Manor Care, a long-term healthcare provider, has switched its focus to short-stay patients from custodial-type patients, creating more profitability and reducing competition from other assisted living centers, according to Moody's Investors Service. But while the successful transition of the business model is a factor in the Ba1 rating of Manor Care's $200 million unsecured credit, Moody's also considers that the company has subsequently taken on more risk through increased dependence on Medicare patients.

According to Diana Lee, v.p. and senior credit officer at Moody's, all long-term care providers are facing ongoing uncertainty, in part, from constraints from both Medicare and Medicaid. "State budget deficits are causing all state governments to consider reductions in reimbursement," Lee explained. "On the Medicare side, [healthcare operators] are faced with the elimination of certain give-backs under some earlier relief programs," she added. The flipside to Manor Care's more profitable business model is that short-term, post-acute care patients tend to be backed by Medicare, heightening reimbursement risk.

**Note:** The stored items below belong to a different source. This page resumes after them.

//! services/api/src/web/rest.rs
//!
//! Axum handlers for the REST API. Payload structs live next to the
//! handlers that use them; port errors are mapped to HTTP statuses in one
//! place.

use crate::engine::{ContinueOutcome, StudyIntention};
use crate::web::state::AppState;
use axum::{
    extract::{Path, Query, State},
    http::StatusCode,
    response::{IntoResponse, Json},
};
use chrono::{NaiveDate, Utc};
use serde::{Deserialize, Serialize};
use std::sync::Arc;
use tracing::error;
use tutor_core::domain::{Cadence, ChapterOutline, Curriculum, QuizAttempt, QuizQuestion};
use tutor_core::ports::PortError;

//=========================================================================================
// Error Mapping
//=========================================================================================

fn port_error_response(e: PortError) -> (StatusCode, String) {
    match e {
        PortError::NotFound(msg) => (StatusCode::NOT_FOUND, msg),
        PortError::Validation(msg) => (StatusCode::BAD_REQUEST, msg),
        PortError::PoolSaturated(msg) => (StatusCode::SERVICE_UNAVAILABLE, msg),
        PortError::Unexpected(msg) => {
            error!("Unexpected port error: {}", msg);
            (
                StatusCode::INTERNAL_SERVER_ERROR,
                "An internal error occurred.".to_string(),
            )
        }
    }
}

//=========================================================================================
// Chat & Feedback
//=========================================================================================

#[derive(Deserialize)]
pub struct ChatRequest {
    pub owner: String,
    pub message: String,
}

#[derive(Serialize)]
pub struct ChatResponse {
    pub reply: String,
}

/// One conversational turn.
pub async fn chat_handler(
    State(app_state): State<Arc<AppState>>,
    Json(payload): Json<ChatRequest>,
) -> Result<impl IntoResponse, (StatusCode, String)> {
    let reply = app_state
        .chat
        .handle_turn(&payload.owner, &payload.message, Utc::now().date_naive())
        .await
        .map_err(port_error_response)?;
    Ok(Json(ChatResponse { reply }))
}

#[derive(Deserialize)]
pub struct FeedbackRequest {
    pub owner: String,
    pub text: String,
}

/// Stores tutoring feedback; the owner's cached summary is refreshed on
/// their next turn.
pub async fn feedback_handler(
    State(app_state): State<Arc<AppState>>,
    Json(payload): Json<FeedbackRequest>,
) -> Result<impl IntoResponse, (StatusCode, String)> {
    app_state
        .chat
        .submit_feedback(&payload.owner, &payload.text)
        .await
        .map_err(port_error_response)?;
    Ok(StatusCode::NO_CONTENT)
}

//=========================================================================================
// Curricula
//=========================================================================================

#[derive(Deserialize)]
pub struct ChapterOutlinePayload {
    pub title: String,
    pub description: String,
}

#[derive(Deserialize)]
pub struct CurriculumRequest {
    pub owner: String,
    pub subject: String,
    pub cadence: String,
    pub start_date: NaiveDate,
    pub goal_description: String,
    pub learning_goal: String,
    pub chapters: Vec<ChapterOutlinePayload>,
}

impl CurriculumRequest {
    fn into_intention(self) -> StudyIntention {
        StudyIntention {
            owner: self.owner,
            subject: self.subject,
            cadence: Cadence::parse(&self.cadence),
            start_date: self.start_date,
            goal_description: self.goal_description,
            learning_goal: self.learning_goal,
            outlines: self
                .chapters
                .into_iter()
                .map(|c| ChapterOutline {
                    title: c.title,
                    description: c.description,
                })
                .collect(),
        }
    }
}

#[derive(Serialize)]
pub struct CreateCurriculumResponse {
    pub curriculum_id: i64,
}

/// Creates a curriculum synchronously; the caller gets its id.
pub async fn create_curriculum_handler(
    State(app_state): State<Arc<AppState>>,
    Json(payload): Json<CurriculumRequest>,
) -> Result<impl IntoResponse, (StatusCode, String)> {
    let curriculum_id = app_state
        .curricula
        .create_curriculum(&payload.into_intention())
        .await
        .map_err(port_error_response)?;
    Ok((
        StatusCode::CREATED,
        Json(CreateCurriculumResponse { curriculum_id }),
    ))
}

#[derive(Serialize)]
pub struct IntakeResponse {
    pub message: String,
}

/// Accepts a study intention; the curriculum is created in the background.
pub async fn study_intention_handler(
    State(app_state): State<Arc<AppState>>,
    Json(payload): Json<CurriculumRequest>,
) -> Result<impl IntoResponse, (StatusCode, String)> {
    let message = app_state
        .curricula
        .intake(payload.into_intention())
        .await
        .map_err(port_error_response)?;
    Ok((StatusCode::ACCEPTED, Json(IntakeResponse { message })))
}

#[derive(Deserialize)]
pub struct OwnerQuery {
    pub owner: String,
}

#[derive(Serialize)]
pub struct CurriculumSummary {
    pub id: i64,
    pub subject: String,
    pub cadence: String,
    pub start_date: NaiveDate,
    pub goal_description: String,
    pub learning_goal: String,
}

impl From<Curriculum> for CurriculumSummary {
    fn from(c: Curriculum) -> Self {
        Self {
            id: c.id,
            subject: c.subject,
            cadence: c.cadence.as_str().to_string(),
            start_date: c.start_date,
            goal_description: c.goal_description,
            learning_goal: c.learning_goal,
        }
    }
}

/// Lists the owner's curricula, newest first.
pub async fn list_curricula_handler(
    State(app_state): State<Arc<AppState>>,
    Query(query): Query<OwnerQuery>,
) -> Result<impl IntoResponse, (StatusCode, String)> {
    let curricula = app_state
        .curricula
        .enrollments(&query.owner)
        .await
        .map_err(port_error_response)?;
    let summaries: Vec<CurriculumSummary> =
        curricula.into_iter().map(CurriculumSummary::from).collect();
    Ok(Json(summaries))
}

//=========================================================================================
// Chapters & Quizzes
//=========================================================================================

#[derive(Deserialize)]
pub struct ContinueRequest {
    pub owner: String,
    pub subject: String,
}

#[derive(Serialize)]
#[serde(tag = "status", rename_all = "snake_case")]
pub enum ContinueResponse {
    Lesson {
        chapter_id: i64,
        title: String,
        lesson: String,
        quiz_ready: bool,
    },
    AllComplete {
        subject: String,
    },
}

/// Advances the owner to their next incomplete chapter.
pub async fn continue_course_handler(
    State(app_state): State<Arc<AppState>>,
    Json(payload): Json<ContinueRequest>,
) -> Result<impl IntoResponse, (StatusCode, String)> {
    let outcome = app_state
        .chapters
        .continue_course(&payload.owner, &payload.subject)
        .await
        .map_err(port_error_response)?;
    let response = match outcome {
        ContinueOutcome::Lesson {
            chapter_id,
            title,
            lesson,
            quiz_ready,
        } => ContinueResponse::Lesson {
            chapter_id,
            title,
            lesson,
            quiz_ready,
        },
        ContinueOutcome::AllComplete { subject } => ContinueResponse::AllComplete { subject },
    };
    Ok(Json(response))
}

#[derive(Serialize)]
pub struct QuizQuestionPayload {
    pub question: String,
    pub options: [String; 4],
    pub correct_option: char,
}

impl From<QuizQuestion> for QuizQuestionPayload {
    fn from(q: QuizQuestion) -> Self {
        Self {
            question: q.question,
            options: q.options,
            correct_option: q.correct_option,
        }
    }
}

/// Fetches the persisted quiz for a chapter.
pub async fn start_quiz_handler(
    State(app_state): State<Arc<AppState>>,
    Path(chapter_id): Path<i64>,
) -> Result<impl IntoResponse, (StatusCode, String)> {
    let questions = app_state
        .chapters
        .start_quiz(chapter_id)
        .await
        .map_err(port_error_response)?;
    let payload: Vec<QuizQuestionPayload> =
        questions.into_iter().map(QuizQuestionPayload::from).collect();
    Ok(Json(payload))
}

#[derive(Deserialize)]
pub struct AttemptRequest {
    pub owner: String,
    pub chapter_id: i64,
    pub score: u32,
    pub total_questions: u32,
    pub reflection: String,
}

#[derive(Serialize)]
pub struct AttemptResponse {
    pub state: String,
    pub feedback: Option<String>,
}

/// Submits a quiz attempt and reports the chapter's resulting state.
pub async fn submit_attempt_handler(
    State(app_state): State<Arc<AppState>>,
    Json(payload): Json<AttemptRequest>,
) -> Result<impl IntoResponse, (StatusCode, String)> {
    let attempt = QuizAttempt {
        chapter_id: payload.chapter_id,
        owner: payload.owner,
        score: payload.score,
        total_questions: payload.total_questions,
        reflection: payload.reflection,
        taken_at: Utc::now(),
    };
    let result = app_state
        .quizzes
        .submit_attempt(attempt)
        .await
        .map_err(port_error_response)?;
    Ok(Json(AttemptResponse {
        state: result.state.to_string(),
        feedback: result.feedback,
    }))
}

//=========================================================================================
// Engagement
//=========================================================================================

#[derive(Serialize)]
pub struct EngagementResponse {
    pub current_streak: u32,
    pub longest_streak: u32,
    pub last_active_date: Option<NaiveDate>,
}

/// The owner's streak standing; all zeroes if they have never been active.
pub async fn engagement_handler(
    State(app_state): State<Arc<AppState>>,
    Path(owner): Path<String>,
) -> Result<impl IntoResponse, (StatusCode, String)> {
    let record = app_state
        .engagement
        .current(&owner)
        .await
        .map_err(port_error_response)?;
    let response = match record {
        Some(record) => EngagementResponse {
            current_streak: record.current_streak,
            longest_streak: record.longest_streak,
            last_active_date: Some(record.last_active_date),
        },
        None => EngagementResponse {
            current_streak: 0,
            longest_streak: 0,
            last_active_date: None,
        },
    };
    Ok(Json(response))
}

However, Moody's outlook for Manor Care is positive, owing to its improved performance over the past several years. The outlook reflects Manor Care's debt reduction over the last couple of years, despite a tough business environment and thanks to free cash flow generated from the new business model and one-time improvements in working capital. The outlook is further supported by the stabilization in patient liability expenses, which have risen with other long-term care providers. Moody's believes the early introduction of internal initiatives such as "voluntary arbitration" agreements as well as partial relief from tort reform measures passed in Florida in 2001 have played a role in stabilizing those expenses.

Moody's expects that the rating could be upgraded if patient liability expenses continue to stabilize and Medicaid and Medicare reimbursement constraints do not worsen. The possible deleveraging of the company following its plan for accelerated share repurchases could also influence a ratings boost. Calls to Geoffrey Meyers, Manor Care's cfo, were not returned.